Problem:
In the entries below, every line that contains "https" must be located and copied.

Supplied material Block Start

//! URL resolution helpers.

use url::Url;

use crate::error::{HlsError, HlsResult};

/// RFC 3986 relative resolution against a base document URL.
pub fn resolve_url(base: &Url, uri: &str) -> HlsResult<Url> {
    base.join(uri)
        .map_err(|e| HlsError::InvalidUrl(format!("{uri:?} against {base}: {e}")))
}

#[cfg(test)]
mod tests {
    use rstest::rstest;

    use super::*;

    #[rstest]
    #[case("seg1.mp4", "https://cdn.example/live/seg1.mp4")]
    #[case("media/seg1.mp4", "https://cdn.example/live/media/seg1.mp4")]
    #[case("/root.mp4", "https://cdn.example/root.mp4")]
    #[case("../up.mp4", "https://cdn.example/up.mp4")]
    #[case("https://other.example/abs.mp4", "https://other.example/abs.mp4")]
    fn resolves_relative_and_absolute(#[case] uri: &str, #[case] expected: &str) {
        let base = Url::parse("https://cdn.example/live/playlist.m3u8").unwrap();
        assert_eq!(resolve_url(&base, uri).unwrap().as_str(), expected);
    }
}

Supplied material Block End

Response:
    #[case("seg1.mp4", "https://cdn.example/live/seg1.mp4")]
    #[case("media/seg1.mp4", "https://cdn.example/live/media/seg1.mp4")]
    #[case("/root.mp4", "https://cdn.example/root.mp4")]
    #[case("../up.mp4", "https://cdn.example/up.mp4")]
    #[case("https://other.example/abs.mp4", "https://other.example/abs.mp4")]
        let base = Url::parse("https://cdn.example/live/playlist.m3u8").unwrap();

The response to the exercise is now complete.